El papa tuvo que viajar hasta allí, tras lo cual Carlomagno se brindó a
escoltarlo de regreso a Roma.
A la
llegada, los nobles romanos explicaron su grave preocupación por la dudosa
moral de León III y lo acusaron de simonía. Carlomagno podía haber rechazado
sin más tales acusaciones, pero hizo algo más provechoso. Convocó una asamblea
de autoridades eclesiásticas presidida por él mismo en la que se esclarecerían los
hechos. En definitiva, León III tuvo que pasar por la humillación de ser
juzgado por Carlomagno. El juicio se celebró el 23 de diciembre de 800 y fue un mero trámite: León III juró
su inocencia y su juramento fue suficiente. Pero quedó asentado que el rey
franco estaba por encima del papa y no al revés.
Contra
todo pronóstico, la última Nochebuena del siglo León III urdió la treta más
astuta imaginable para invertir los papeles. Al día siguiente él y el rey
franco presidieron una misa de navidad, y en el momento en que Carlomagno
estaba arrodillado, tal vez con los ojos cerrados devotamente, León III sacó
una magnífica corona que había encargado y la colocó sobre la cabeza del que
ahora pasaba a ser proclamado ¡emperador!
Tenía
su lógica. Oficialmente, toda la Europa cristiana formaba parte del Imperio
Romano. Importaba poco que el emperador no tuviera ninguna autoridad real en
Occidente. Todos eran súbditos romanos. El linaje de emperadores romanos se
había transmitido desde Augusto hasta Constantino VI, pero ahora el trono
imperial estaba vacío. Había una mujer en el trono, Irene, pero para los
francos, una mujer emperador no sólo era un atentado contra la gramática, sino
que carecía de todo sentido. La vieja ley sálica merovingia no consentía que
las mujeres reinaran. Así pues, no había emperador.
Todos
los presentes, salvo Carlomagno y sus acompañantes, habían sido prevenidos, y
en cuanto León III le impuso la corona prorrumpieron en aclamaciones.

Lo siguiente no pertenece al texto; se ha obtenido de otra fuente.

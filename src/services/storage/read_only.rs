//! Read-only storage client.
//!
//! For credentials that may only enumerate and download, such as a discovery
//! service account. There are no mutating operations; the only sanctioned way
//! to validate credentials is [`ReadOnlyStorageClient::verify_bucket_access`].

use bytes::Bytes;
use tracing::{info, warn};

use super::credentials::Credentials;
use super::error::{ConfigurationError, StorageError};
use super::factory::StorageFactory;
use super::traits::BoxedObjectStore;
use super::types::{ObjectInfo, ObjectMetadata, StorageConfig, StorageType};

/// Prefix listed by [`ReadOnlyStorageClient::verify_bucket_access`] by default.
pub const DEFAULT_PROBE_PREFIX: &str = "stats/installs";

/// Listing and download access to one bucket.
pub struct ReadOnlyStorageClient {
    store: BoxedObjectStore,
    probe_prefix: String,
}

impl ReadOnlyStorageClient {
    /// Build from configuration. Any resource handle the factory produces is
    /// discarded. Never contacts the backend.
    pub fn new(config: &StorageConfig, credentials: Credentials) -> Result<Self, ConfigurationError> {
        let handles = StorageFactory::create(config, credentials)?;
        Ok(Self::from_store(handles.client))
    }

    /// Wrap an existing object handle.
    pub fn from_store(store: BoxedObjectStore) -> Self {
        Self {
            store,
            probe_prefix: DEFAULT_PROBE_PREFIX.to_string(),
        }
    }

    /// Use a different prefix for the access probe.
    pub fn with_probe_prefix(mut self, prefix: impl Into<String>) -> Self {
        self.probe_prefix = prefix.into();
        self
    }

    pub fn bucket_name(&self) -> &str {
        self.store.bucket()
    }

    pub fn provider(&self) -> StorageType {
        self.store.storage_type()
    }

    /// Probe the bucket by listing the probe prefix.
    ///
    /// True iff at least one object is returned. Never fails: credential,
    /// permission and network errors all yield `false`.
    pub async fn verify_bucket_access(&self) -> bool {
        match self.try_list_objects(&self.probe_prefix).await {
            Ok(objects) => !objects.is_empty(),
            Err(err) => {
                warn!(
                    bucket = %self.bucket_name(),
                    prefix = %self.probe_prefix,
                    error = %err,
                    "Bucket access validation failed"
                );
                false
            }
        }
    }

    /// Keys under `prefix`; empty on any failure.
    pub async fn list_files(&self, prefix: Option<&str>) -> Vec<String> {
        self.list_objects(prefix)
            .await
            .into_iter()
            .map(|object| object.key)
            .collect()
    }

    /// Entries under `prefix` with their timestamps; empty on any failure.
    pub async fn list_objects(&self, prefix: Option<&str>) -> Vec<ObjectInfo> {
        match self.try_list_objects(prefix.unwrap_or_default()).await {
            Ok(objects) => {
                info!(
                    bucket = %self.bucket_name(),
                    count = objects.len(),
                    "Detected files in bucket"
                );
                objects
            }
            Err(err) => {
                info!(
                    bucket = %self.bucket_name(),
                    error = %err,
                    "Listing failed, returning no objects"
                );
                Vec::new()
            }
        }
    }

    /// Object metadata without the body.
    pub async fn download_headers(&self, key: &str) -> Result<ObjectMetadata, StorageError> {
        self.store
            .head(key)
            .await
            .map_err(|source| StorageError::Metadata {
                key: key.to_string(),
                source,
            })
    }

    /// Full object bytes.
    pub async fn download_blob(&self, key: &str) -> Result<Bytes, StorageError> {
        self.store
            .get(key)
            .await
            .map_err(|source| StorageError::Download {
                key: key.to_string(),
                source,
            })
    }

    async fn try_list_objects(&self, prefix: &str) -> Result<Vec<ObjectInfo>, StorageError> {
        // Listings carry only names and timestamps.
        let objects = self
            .store
            .list(prefix)
            .await
            .map_err(|source| StorageError::Listing {
                prefix: prefix.to_string(),
                source,
            })?;

        Ok(objects
            .into_iter()
            .map(|object| ObjectInfo {
                created: object.created,
                updated: object.updated,
                ..ObjectInfo::new(object.key)
            })
            .collect())
    }
}

impl std::fmt::Debug for ReadOnlyStorageClient {
    fn fmt(&self, f: &mut std::fmt::Formatter<'_>) -> std::fmt::Result {
        f.debug_struct("ReadOnlyStorageClient")
            .field("provider", &self.provider())
            .field("bucket", &self.bucket_name())
            .field("probe_prefix", &self.probe_prefix)
            .finish()
    }
}

#[cfg(test)]
mod tests {
    use super::*;
    use crate::services::storage::types::StorageParams;

    fn local_reader(root: &std::path::Path) -> ReadOnlyStorageClient {
        let config = StorageConfig::new(
            "reader",
            StorageType::LocalFs,
            Some("events".to_string()),
            StorageParams::local_fs(root.to_path_buf()),
        );
        ReadOnlyStorageClient::new(&config, Credentials::Anonymous).unwrap()
    }

    #[tokio::test]
    async fn test_verify_bucket_access_requires_probe_objects() {
        let dir = tempfile::tempdir().unwrap();
        let reader = local_reader(dir.path());
        assert!(!reader.verify_bucket_access().await);

        let installs = dir.path().join("events/stats/installs");
        std::fs::create_dir_all(&installs).unwrap();
        std::fs::write(installs.join("2024-01-01.csv"), b"day,count\n").unwrap();
        assert!(reader.verify_bucket_access().await);

        let reader = reader.with_probe_prefix("stats/uninstalls");
        assert!(!reader.verify_bucket_access().await);
    }

    #[tokio::test]
    async fn test_listing_is_limited_to_names_and_timestamps() {
        let dir = tempfile::tempdir().unwrap();
        let reader = local_reader(dir.path());
        let bucket = dir.path().join("events");
        std::fs::create_dir_all(&bucket).unwrap();
        std::fs::write(bucket.join("a.json"), b"{}").unwrap();

        let objects = reader.list_objects(None).await;
        assert_eq!(objects.len(), 1);
        assert_eq!(objects[0].key, "a.json");
        assert_eq!(objects[0].size, None);
        assert_eq!(objects[0].etag, None);
        assert!(objects[0].created.is_some());
        assert!(objects[0].updated.is_some());

        assert_eq!(reader.list_files(Some("b")).await, Vec::<String>::new());
        assert_eq!(
            reader.download_blob("a.json").await.unwrap(),
            Bytes::from_static(b"{}")
        );
        assert_eq!(
            reader.download_headers("a.json").await.unwrap().get("size"),
            Some("2")
        );
        assert!(reader.download_blob("missing.json").await.unwrap_err().is_not_found());
    }
}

Carlomagno era ahora el emperador del Imperio Romano. No pudo rechazar la
corona. No había forma razonable de hacerlo. Más adelante confesó que si
hubiera podido prever la intención de León III nunca habría ido a Roma. Los
historiadores quisieron ver en esto una declaración de modestia, de que no se
sentía a la altura del título, pero lo que Carlomagno quería decir es que vio
claramente la manipulación de la que fue objeto. Dos días antes tenía al papa a
sus pies, y ahora el papa podía hacerlo caer en desgracia ante sus súbditos sin
más que excomulgarlo y declarar que no era digno del título de emperador.

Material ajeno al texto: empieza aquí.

//! Helpers shared by the OpenDAL-backed object stores.

use std::path::Path;

use bytes::Bytes;
use futures::{AsyncReadExt, StreamExt};
use opendal::layers::LoggingLayer;
use opendal::{Builder, EntryMode, Operator};
use tracing::warn;

use super::error::{BackendError, ConfigurationError};
use super::types::{HttpMethod, ObjectInfo, SignedUrlRequest};

/// Read size for streamed uploads.
const UPLOAD_CHUNK_SIZE: usize = 8 * 1024 * 1024;

/// Build an operator with the logging layer every store carries.
pub(crate) fn build_operator<B: Builder>(builder: B) -> Result<Operator, ConfigurationError> {
    let op = Operator::new(builder)?
        .layer(LoggingLayer::default())
        .finish();
    Ok(op)
}

/// Normalize a key for OpenDAL (no leading slash).
pub(crate) fn normalize_key(key: &str) -> &str {
    key.trim_start_matches('/')
}

/// Directory enclosing a key prefix: everything up to its last `/`.
pub(crate) fn list_root(prefix: &str) -> &str {
    match prefix.rfind('/') {
        Some(idx) => &prefix[..=idx],
        None => "",
    }
}

/// Convert an OpenDAL entry to ObjectInfo.
pub(crate) fn entry_to_object_info(path: &str, metadata: &opendal::Metadata) -> ObjectInfo {
    ObjectInfo {
        size: Some(metadata.content_length()),
        updated: metadata.last_modified(),
        content_type: metadata.content_type().map(|s| s.to_string()),
        etag: metadata.etag().map(|s| s.to_string()),
        ..ObjectInfo::new(path)
    }
}

/// List every object whose key starts with `prefix`, in backend order.
///
/// The prefix goes to the backend as is, so only matching keys are fetched.
/// A missing bucket surfaces as an error, not as an empty listing.
pub(crate) async fn list_prefix(
    op: &Operator,
    prefix: &str,
) -> Result<Vec<ObjectInfo>, BackendError> {
    let mut lister = op
        .lister_with(normalize_key(prefix))
        .recursive(true)
        .await?;

    let mut objects = Vec::new();
    while let Some(entry) = lister.next().await {
        let entry = entry?;
        let metadata = entry.metadata();
        if metadata.mode() == EntryMode::FILE {
            objects.push(entry_to_object_info(entry.path(), metadata));
        }
    }

    Ok(objects)
}

/// List the keys under the directory enclosing `prefix`, keeping those that
/// start with `prefix`.
///
/// For backends whose listings only accept directories. A missing
/// subdirectory lists as empty.
pub(crate) async fn list_enclosing_dir(
    op: &Operator,
    prefix: &str,
) -> Result<Vec<String>, BackendError> {
    let prefix = normalize_key(prefix);

    let mut lister = match op.lister_with(list_root(prefix)).recursive(true).await {
        Ok(lister) => lister,
        Err(err) if err.kind() == opendal::ErrorKind::NotFound => return Ok(Vec::new()),
        Err(err) => return Err(err.into()),
    };

    let mut keys = Vec::new();
    while let Some(entry) = lister.next().await {
        let entry = entry?;
        if entry.metadata().mode() == EntryMode::FILE && entry.path().starts_with(prefix) {
            keys.push(entry.path().to_string());
        }
    }

    Ok(keys)
}

pub(crate) async fn put(op: &Operator, key: &str, data: Bytes) -> Result<(), BackendError> {
    op.write(normalize_key(key), data).await?;
    Ok(())
}

/// Stream a local file into `key` without holding it in memory.
pub(crate) async fn put_file(
    op: &Operator,
    key: &str,
    local_path: &Path,
) -> Result<(), BackendError> {
    let mut file = async_fs::File::open(local_path).await?;
    let mut writer = op.writer(normalize_key(key)).await?;

    if let Err(err) = copy_chunks(&mut file, &mut writer).await {
        if let Err(abort_err) = writer.abort().await {
            warn!(key = %key, error = %abort_err, "Failed to abort upload");
        }
        return Err(err);
    }

    writer.close().await?;
    Ok(())
}

async fn copy_chunks(
    file: &mut async_fs::File,
    writer: &mut opendal::Writer,
) -> Result<(), BackendError> {
    let mut buf = vec![0u8; UPLOAD_CHUNK_SIZE];
    loop {
        let read = file.read(&mut buf).await?;
        if read == 0 {
            return Ok(());
        }
        writer.write(Bytes::copy_from_slice(&buf[..read])).await?;
    }
}

pub(crate) async fn get(op: &Operator, key: &str) -> Result<Bytes, BackendError> {
    let key = normalize_key(key);
    match op.read(key).await {
        Ok(buffer) => Ok(buffer.to_bytes()),
        Err(err) if err.kind() == opendal::ErrorKind::NotFound => Err(BackendError::NotFound {
            key: key.to_string(),
        }),
        Err(err) => Err(err.into()),
    }
}

pub(crate) async fn stat(op: &Operator, key: &str) -> Result<opendal::Metadata, BackendError> {
    let key = normalize_key(key);
    match op.stat(key).await {
        Ok(metadata) => Ok(metadata),
        Err(err) if err.kind() == opendal::ErrorKind::NotFound => Err(BackendError::NotFound {
            key: key.to_string(),
        }),
        Err(err) => Err(err.into()),
    }
}

pub(crate) async fn delete(op: &Operator, key: &str) -> Result<(), BackendError> {
    op.delete(normalize_key(key)).await?;
    Ok(())
}

pub(crate) async fn presign(
    op: &Operator,
    request: &SignedUrlRequest,
) -> Result<String, BackendError> {
    if request.expiry.is_zero() {
        return Err(BackendError::InvalidArgument(
            "signed URL expiry must be greater than zero".to_string(),
        ));
    }

    let key = normalize_key(&request.key);
    let presigned = match request.method {
        HttpMethod::Get => op.presign_read(key, request.expiry).await?,
        HttpMethod::Put => op.presign_write(key, request.expiry).await?,
        HttpMethod::Head => op.presign_stat(key, request.expiry).await?,
    };

    Ok(presigned.uri().to_string())
}

#[cfg(test)]
mod tests {
    use super::*;

    #[test]
    fn test_normalize_key() {
        assert_eq!(normalize_key("/data/file.txt"), "data/file.txt");
        assert_eq!(normalize_key("data/file.txt"), "data/file.txt");
        assert_eq!(normalize_key("/"), "");
        assert_eq!(normalize_key(""), "");
    }

    #[test]
    fn test_list_root() {
        assert_eq!(list_root("stats/installs"), "stats/");
        assert_eq!(list_root("stats/installs/"), "stats/installs/");
        assert_eq!(list_root("a/b/c.txt"), "a/b/");
        assert_eq!(list_root("report"), "");
        assert_eq!(list_root(""), "");
    }

    fn memory_operator() -> Operator {
        Operator::new(opendal::services::Memory::default())
            .unwrap()
            .finish()
    }

    #[tokio::test]
    async fn test_list_prefix_sends_prefix_to_backend() {
        let op = memory_operator();
        for key in [
            "stats/installs/a.csv",
            "stats/inst.csv",
            "statsx/b.csv",
            "other.csv",
        ] {
            op.write(key, Bytes::from_static(b"x")).await.unwrap();
        }

        let mut keys: Vec<String> = list_prefix(&op, "/stats/inst")
            .await
            .unwrap()
            .into_iter()
            .map(|o| o.key)
            .collect();
        keys.sort();
        assert_eq!(keys, vec!["stats/inst.csv", "stats/installs/a.csv"]);

        let keys: Vec<String> = list_prefix(&op, "other")
            .await
            .unwrap()
            .into_iter()
            .map(|o| o.key)
            .collect();
        assert_eq!(keys, vec!["other.csv"]);
    }

    #[tokio::test]
    async fn test_list_enclosing_dir_filters_by_prefix() {
        let dir = tempfile::tempdir().unwrap();
        let builder = opendal::services::Fs::default().root(dir.path().to_str().unwrap());
        let op = Operator::new(builder).unwrap().finish();
        op.write("stats/installs/a.csv", Bytes::from_static(b"x")).await.unwrap();
        op.write("stats/other.csv", Bytes::from_static(b"x")).await.unwrap();

        let keys = list_enclosing_dir(&op, "stats/inst").await.unwrap();
        assert_eq!(keys, vec!["stats/installs/a.csv"]);
        assert!(list_enclosing_dir(&op, "missing/dir/x").await.unwrap().is_empty());
    }

    #[tokio::test]
    async fn test_put_file_streams_contents() {
        let dir = tempfile::tempdir().unwrap();
        let source = dir.path().join("upload.bin");
        let data: Vec<u8> = (0..UPLOAD_CHUNK_SIZE + 17).map(|i| (i % 251) as u8).collect();
        async_fs::write(&source, &data).await.unwrap();

        let op = memory_operator();
        put_file(&op, "/blobs/upload.bin", &source).await.unwrap();
        assert_eq!(op.read("blobs/upload.bin").await.unwrap().to_vec(), data);

        let err = put_file(&op, "blobs/none.bin", &dir.path().join("none.bin"))
            .await
            .unwrap_err();
        assert!(err.is_not_found());
        assert!(!op.exists("blobs/none.bin").await.unwrap());
    }
}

Además, Constantinopla nunca reconocería la legitimidad del título y a largo
plazo eso podía suponer una guerra. El ejército franco estaba acostumbrado a
barrer bárbaros germanos y, a veces, moros, pero el ejército romano de verdad
(el de Constantinopla) era infinitamente superior. De momento no había peligro,
porque Irene no podía dirigir un ejército y, si enviaba a un general y
resultaba victorioso, no tardaría en apoderarse del trono. Pero tarde o
temprano habría otro emperador en Constantinopla, y entonces los francos
tendrían problemas. De hecho, Carlomagno nunca usó el título de emperador
romano en abierto desafío a Constantinopla. En su lugar se llamaba a sí
mismo Emperador, Rey de los francos y los lombardos.
Pese a
las reticencias del nuevo emperador, el fantasmagórico Imperio Romano que había
sobrevivido nominalmente varios siglos a su propia caída se volvió algo más
real. A pesar de que Occidente llevaba siglos sin ver un emperador, la figura
del emperador había conservado su prestigio, sólo recientemente empañado con la
crisis iconoclasta. Ahora los súbditos occidentales del Imperio Romano volvían
a tener un emperador digno de admiración, designado por Dios para velar por
ellos. Constantinopla volvería a nombrar pronto su propio emperador, pero éste,
quien fuera que fuese, ya no iba a ser tenido en Occidente por el
"auténtico emperador". Finalmente, Occidente iba a admitir lo que era
evidente desde hacía siglos: que el Imperio de Constantinopla no tenía nada de
romano. Los orientales no eran romanos, eran griegos barbudos y heréticos. A
partir de aquí Oriente y Occidente iban a tener un punto más de desencuentro:
iba a haber dos líneas de emperadores, cada una de las cuales se consideraba
legítima continuadora de la línea iniciada por Augusto.
En
Occidente, el Imperio de Constantinopla dejó de ser reconocido como Imperio
Romano y pasó a ser llamado Imperio Griego. Los historiadores
prefieren un término más preciso, que en un principio debería ser Imperio
Constantinopolitano, pero como ocho sílabas son demasiadas por muy
grande que sea el Imperio, han recurrido al antiguo nombre de Constantinopla
para llamarlo Imperio Bizantino. No hay ningún criterio
objetivo para fijar en qué momento el Imperio Romano de Oriente debe pasar a
llamarse Imperio Bizantino, pues la transformación fue gradual y muy lenta. Hay
quien fija el cambio en el momento de la caída del Imperio Romano de Occidente,
es decir, cuando Odoacro depuso a Rómulo Augústulo; hay quien mantiene el nombre
de Imperio Romano hasta el reinado de Heraclio; y nosotros hemos mantenido el
nombre mientras toda Europa estuvo de acuerdo en mantenerlo, por ficticio y
equívoco que éste pudiera ser. De todos modos, no debemos olvidar que los
emperadores bizantinos se llamaron a sí mismos emperadores romanos hasta el fin
del Imperio, pese a que Roma nunca volvió a estar bajo su dominio.
Por
otra parte, llamar Imperio Romano al Imperio de Carlomagno no es menos equívoco
que llamar así al Imperio Bizantino, así que hablaremos del Imperio
Franco, si bien no debemos olvidar que ambos Imperios eran
oficialmente el Imperio Romano.
Carlomagno
decretó que los años fueran datados a partir del nacimiento de Jesucristo,
según la costumbre adoptada ya por algunos historiadores y religiosos, de modo
que el año 800 d. C. fue el primero fechado con este sistema de forma oficial.
Si el
papa tenía ahora la autoridad de nombrar (y, por consiguiente, deponer)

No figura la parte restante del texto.